Bernard Lazare (/fr/; 14 June 1865, Nîmes – 1 September 1903, Paris) was a French literary critic, political journalist, polemicist, and anarchist. He is known as the first Dreyfusard.

==Life==
He was born Lazare Marcus Manassé Bernard (he later switched his first name and last name) in Nîmes on 15 June 1865. His bourgeois family was Jewish, "steeped in religious spirit, but committed to secular values."

Lazare's initial contact with symbolists introduced him to anarchism and led to his career in literary criticism. During the Trial of the Thirty in 1894, he defended anarchists Jean Grave and Félix Fénéon.

In the spring of 1894, he published Anti-Semitism, its History and Causes (L'Antisémitisme, son histoire et ses causes). The book is considered antisemitic by present-day standards. According to Lazare, Jewish religion and law was partly to blame: "This is in large part the exclusivism, that is, the persisting pride and attachment of Jews to one another.... However, the Jew, himself, constitutes only one of many causes for anti-Semitism".

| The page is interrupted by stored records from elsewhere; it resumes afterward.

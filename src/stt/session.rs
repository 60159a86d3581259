//! Caller-facing session over one engine process.
//!
//! A session spawns the engine and its communication worker, blocks until the
//! engine reports ready, and then turns `transcribe` calls into requests on
//! the worker's queue. Only one transcription is consumed at a time: the
//! [`Transcription`] iterator holds the response lock until it is dropped.

use crate::defaults;
use crate::error::{Result, SenseVoiceError};
use crate::stt::post_process::remove_metadata;
use crate::stt::process::{self, ProcessHandle, ProcessState};
use crate::stt::protocol::{EngineCommand, Language, Request, ResponseUnit, validate_record_path};
use crate::stt::transcriber::Transcriber;
use crate::stt::worker::{self, StateCell, WorkerState, WorkerTimings};
use crossbeam_channel::{Receiver, RecvTimeoutError, Sender};
use std::iter::FusedIterator;
use std::path::{Path, PathBuf};
use std::sync::{Mutex, MutexGuard, PoisonError};
use std::thread::{self, JoinHandle};
use std::time::{Duration, Instant};

/// Configuration for starting a session.
#[derive(Debug, Clone)]
pub struct SessionConfig {
    pub command: EngineCommand,
    pub startup_timeout: Duration,
    pub poll_interval: Duration,
    pub exit_grace: Duration,
    pub shutdown_timeout: Duration,
    pub stderr_tail_lines: usize,
    /// Yield engine lines without stripping time ranges and tags.
    pub raw_output: bool,
}

impl SessionConfig {
    pub fn new(executable: impl Into<PathBuf>, model_path: impl Into<PathBuf>) -> Self {
        Self {
            command: EngineCommand::new(executable, model_path),
            startup_timeout: defaults::STARTUP_TIMEOUT,
            poll_interval: defaults::POLL_INTERVAL,
            exit_grace: defaults::EXIT_GRACE,
            shutdown_timeout: defaults::SHUTDOWN_TIMEOUT,
            stderr_tail_lines: defaults::STDERR_TAIL_LINES,
            raw_output: false,
        }
    }

    pub fn with_language(mut self, language: Language) -> Self {
        self.command.language = language;
        self
    }

    pub fn with_itn(mut self, itn: bool) -> Self {
        self.command.itn = itn;
        self
    }

    pub fn with_startup_timeout(mut self, timeout: Duration) -> Self {
        self.startup_timeout = timeout;
        self
    }

    pub fn with_poll_interval(mut self, interval: Duration) -> Self {
        self.poll_interval = interval;
        self
    }

    pub fn with_exit_grace(mut self, grace: Duration) -> Self {
        self.exit_grace = grace;
        self
    }

    pub fn with_shutdown_timeout(mut self, timeout: Duration) -> Self {
        self.shutdown_timeout = timeout;
        self
    }

    pub fn with_raw_output(mut self, raw: bool) -> Self {
        self.raw_output = raw;
        self
    }
}

/// A running engine plus the worker that serializes access to it.
///
/// Dropping a session shuts it down the same way [`Self::shutdown`] does,
/// but discards the outcome.
pub struct SenseVoiceSession {
    requests: Sender<Request>,
    responses: Mutex<Receiver<ResponseUnit>>,
    state: StateCell,
    process: ProcessHandle,
    worker: Option<JoinHandle<()>>,
    command: EngineCommand,
    model_name: String,
    raw_output: bool,
    exit_grace: Duration,
    shutdown_timeout: Duration,
}

impl SenseVoiceSession {
    /// Start an engine with default timings.
    pub fn create(
        executable: impl Into<PathBuf>,
        model_path: impl Into<PathBuf>,
        language: Language,
    ) -> Result<Self> {
        Self::start(SessionConfig::new(executable, model_path).with_language(language))
    }

    /// Spawn the engine and block until it is ready.
    ///
    /// # Errors
    ///
    /// - [`SenseVoiceError::Spawn`] if the executable cannot be launched
    /// - [`SenseVoiceError::StartupFailed`] if the engine exits before the ready line
    /// - [`SenseVoiceError::StartupTimeout`] if the ready line does not arrive in
    ///   time; the engine is killed
    pub fn start(config: SessionConfig) -> Result<Self> {
        let started = Instant::now();
        let engine = process::spawn(&config.command, config.stderr_tail_lines)?;
        let process = engine.handle.clone();
        let timings = WorkerTimings {
            poll_interval: config.poll_interval,
            exit_grace: config.exit_grace,
        };

        let (worker, ready) = match worker::spawn(engine, timings) {
            Ok(spawned) => spawned,
            Err(e) => {
                if let Err(kill_err) = process.kill() {
                    tracing::warn!(error = %kill_err, "failed to kill engine after worker spawn error");
                }
                return Err(e);
            }
        };

        let model_name = config
            .command
            .model_path
            .file_name()
            .map(|name| name.to_string_lossy().into_owned())
            .unwrap_or_else(|| config.command.model_path.display().to_string());

        let session = Self {
            requests: worker.requests,
            responses: Mutex::new(worker.responses),
            state: worker.state,
            process: worker.process,
            worker: Some(worker.thread),
            command: config.command,
            model_name,
            raw_output: config.raw_output,
            exit_grace: config.exit_grace,
            shutdown_timeout: config.shutdown_timeout,
        };

        match ready.recv_timeout(config.startup_timeout) {
            Ok(Ok(())) => {
                tracing::info!(
                    pid = session.pid(),
                    elapsed = ?started.elapsed(),
                    "session ready"
                );
                Ok(session)
            }
            Ok(Err(e)) => Err(e),
            Err(RecvTimeoutError::Timeout) => {
                tracing::error!(
                    timeout = ?config.startup_timeout,
                    "engine did not become ready, killing it"
                );
                if let Err(e) = session.process.kill() {
                    tracing::warn!(error = %e, "failed to kill unresponsive engine");
                }
                Err(SenseVoiceError::StartupTimeout {
                    timeout: config.startup_timeout,
                })
            }
            Err(RecvTimeoutError::Disconnected) => Err(SenseVoiceError::StartupFailed {
                code: None,
                stderr: "engine worker stopped during startup".to_string(),
            }),
        }
    }

    /// Submit a record and stream back its transcribed lines.
    ///
    /// Blocks while another thread is still consuming a transcription from
    /// this session. Each line is cleaned with
    /// [`remove_metadata`](crate::stt::post_process::remove_metadata) unless
    /// the session was configured for raw output.
    ///
    /// # Errors
    ///
    /// - [`SenseVoiceError::InvalidRecordPath`] for paths that cannot be framed
    ///   as one request line
    /// - [`SenseVoiceError::SessionClosed`] once the worker has terminated or
    ///   crashed
    pub fn transcribe(&self, record_path: impl AsRef<Path>) -> Result<Transcription<'_>> {
        let record_path = record_path.as_ref();
        let path = record_path
            .to_str()
            .ok_or_else(|| SenseVoiceError::InvalidRecordPath {
                path: record_path.display().to_string(),
                message: "path is not valid UTF-8".to_string(),
            })?;
        validate_record_path(path)?;

        let responses = self
            .responses
            .lock()
            .unwrap_or_else(PoisonError::into_inner);

        let state = self.state.get();
        if state.is_closed() {
            return Err(SenseVoiceError::SessionClosed { state });
        }
        self.requests
            .send(Request::Transcribe(path.to_string()))
            .map_err(|_| SenseVoiceError::SessionClosed {
                state: self.state.get(),
            })?;

        Ok(Transcription {
            responses,
            state: &self.state,
            raw_output: self.raw_output,
            finished: false,
        })
    }

    /// Transcribe a record and collect every line.
    pub fn transcribe_all(&self, record_path: impl AsRef<Path>) -> Result<Vec<String>> {
        self.transcribe(record_path)?.collect()
    }

    /// Ask the engine to exit and wait for the worker to finish.
    ///
    /// If the worker does not stop within the shutdown timeout (typically
    /// because the engine stopped responding mid-request), the engine is
    /// killed to unblock it.
    pub fn shutdown(mut self) -> Result<ProcessState> {
        self.close()
    }

    pub fn state(&self) -> WorkerState {
        self.state.get()
    }

    pub fn process_state(&self) -> ProcessState {
        self.process.state()
    }

    pub fn pid(&self) -> u32 {
        self.process.pid()
    }

    pub fn language(&self) -> Language {
        self.command.language
    }

    pub fn model_path(&self) -> &Path {
        &self.command.model_path
    }

    pub fn executable(&self) -> &Path {
        &self.command.executable
    }

    fn close(&mut self) -> Result<ProcessState> {
        let Some(thread) = self.worker.take() else {
            return Ok(self.process.state());
        };

        if self.requests.send(Request::Exit).is_err() {
            tracing::debug!("worker already stopped, skipping exit request");
        }

        let joined = match join_within(thread, self.shutdown_timeout) {
            Ok(joined) => joined,
            Err(thread) => {
                tracing::warn!(
                    timeout = ?self.shutdown_timeout,
                    "worker did not stop in time, killing engine"
                );
                if let Err(e) = self.process.kill() {
                    tracing::warn!(error = %e, "failed to kill engine");
                }
                match join_within(thread, self.exit_grace * 3) {
                    Ok(joined) => joined,
                    Err(_detached) => {
                        tracing::warn!("worker still running after kill, detaching");
                        return Ok(self.process.state());
                    }
                }
            }
        };

        if joined.is_err() {
            return Err(SenseVoiceError::Other(
                "engine worker thread panicked".to_string(),
            ));
        }

        let state = self.process.state();
        tracing::info!(%state, "session shut down");
        Ok(state)
    }
}

impl Drop for SenseVoiceSession {
    fn drop(&mut self) {
        if let Err(e) = self.close() {
            tracing::warn!(error = %e, "error while closing session");
        }
    }
}

impl Transcriber for SenseVoiceSession {
    fn transcribe_file(&self, record: &Path) -> Result<Vec<String>> {
        self.transcribe_all(record)
    }

    fn model_name(&self) -> &str {
        &self.model_name
    }

    fn is_ready(&self) -> bool {
        matches!(self.state.get(), WorkerState::Ready | WorkerState::Relaying)
    }
}

/// Join `thread` if it finishes within `timeout`, else hand it back.
fn join_within(
    thread: JoinHandle<()>,
    timeout: Duration,
) -> std::result::Result<thread::Result<()>, JoinHandle<()>> {
    let deadline = Instant::now() + timeout;
    let poll_interval = Duration::from_millis(10);
    while !thread.is_finished() {
        if Instant::now() >= deadline {
            return Err(thread);
        }
        thread::sleep(poll_interval);
    }
    Ok(thread.join())
}

/// Lines of one transcription, in the order the engine produced them.
///
/// Holds the session's response lock: other `transcribe` calls wait until
/// this value is dropped. Dropping it before the end drains the remaining
/// output of this request so the next caller starts on a clean boundary.
pub struct Transcription<'a> {
    responses: MutexGuard<'a, Receiver<ResponseUnit>>,
    state: &'a StateCell,
    raw_output: bool,
    finished: bool,
}

impl Iterator for Transcription<'_> {
    type Item = Result<String>;

    fn next(&mut self) -> Option<Self::Item> {
        if self.finished {
            return None;
        }
        match self.responses.recv() {
            Ok(ResponseUnit::Line(line)) => Some(Ok(if self.raw_output {
                line
            } else {
                remove_metadata(&line)
            })),
            Ok(ResponseUnit::End) => {
                self.finished = true;
                None
            }
            Err(_) => {
                self.finished = true;
                Some(Err(SenseVoiceError::WorkerCrashed {
                    message: format!("worker {}", self.state.get()),
                }))
            }
        }
    }
}

impl FusedIterator for Transcription<'_> {}

impl Drop for Transcription<'_> {
    fn drop(&mut self) {
        while !self.finished {
            match self.responses.recv() {
                Ok(ResponseUnit::Line(_)) => {}
                Ok(ResponseUnit::End) | Err(_) => self.finished = true,
            }
        }
    }
}
//! sensevoice - managed sessions over the SenseVoice speech engine
//!
//! Keeps one `sense-voice-main` process loaded and feeds it audio files one
//! request at a time over its line protocol.

// Enforce error handling discipline
#![warn(clippy::unwrap_used)]
#![warn(clippy::expect_used)]
#![warn(clippy::let_underscore_must_use)]

#[cfg(feature = "cli")]
pub mod cli;
pub mod config;
pub mod defaults;
pub mod error;
#[cfg(feature = "model-download")]
pub mod models;
pub mod stt;

// Composition root - needs everything
#[cfg(feature = "cli")]
pub mod app;

// Session
pub use stt::post_process::remove_metadata;
pub use stt::process::ProcessState;
pub use stt::protocol::Language;
pub use stt::session::{SenseVoiceSession, SessionConfig, Transcription};
pub use stt::transcriber::Transcriber;
pub use stt::worker::WorkerState;

// Error handling
pub use error::{FetchReport, ModelError, Result, SenseVoiceError};

// Config
pub use config::Config;

/// Build version string with optional git commit hash.
///
/// Returns `"0.1.0+abc1234"` when git hash is available, `"0.1.0"` otherwise.
pub fn version_string() -> String {
    let version = env!("CARGO_PKG_VERSION");
    match option_env!("GIT_HASH") {
        Some(hash) if !hash.is_empty() => format!("{}+{}", version, hash),
        _ => version.to_string(),
    }
}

It was published within a few months of the arrest of Captain Alfred Dreyfus, a Jewish army officer falsely accused of treason on the charge of communicating French military secrets to the German embassy in Paris. Having a reputation for combativeness and courage, Lazare was contacted by Mathieu Dreyfus to help prove his brother's innocence.

Lazare devoted his time exclusively to the case. Initially, he drafted a pamphlet that framed Dreyfus's trial not as a simple miscarriage of justice but the action of a specifically antisemitic conspiracy. Although that version was not published (at least in part because the family and their lawyer appear to have wanted to downplay the relevance of antisemitism to the case), Dreyfus's wrongful conviction became a turning point for Lazare's views on antisemitism, particularly regarding how Jews should respond. He began publishing more strident defenses of Jewish people in Parisian newspapers, and, after calling him out by name in Le Voltaire, even fought a duel with his former colleague, antisemitic extremist Édouard Drumont. (Neither man was injured.)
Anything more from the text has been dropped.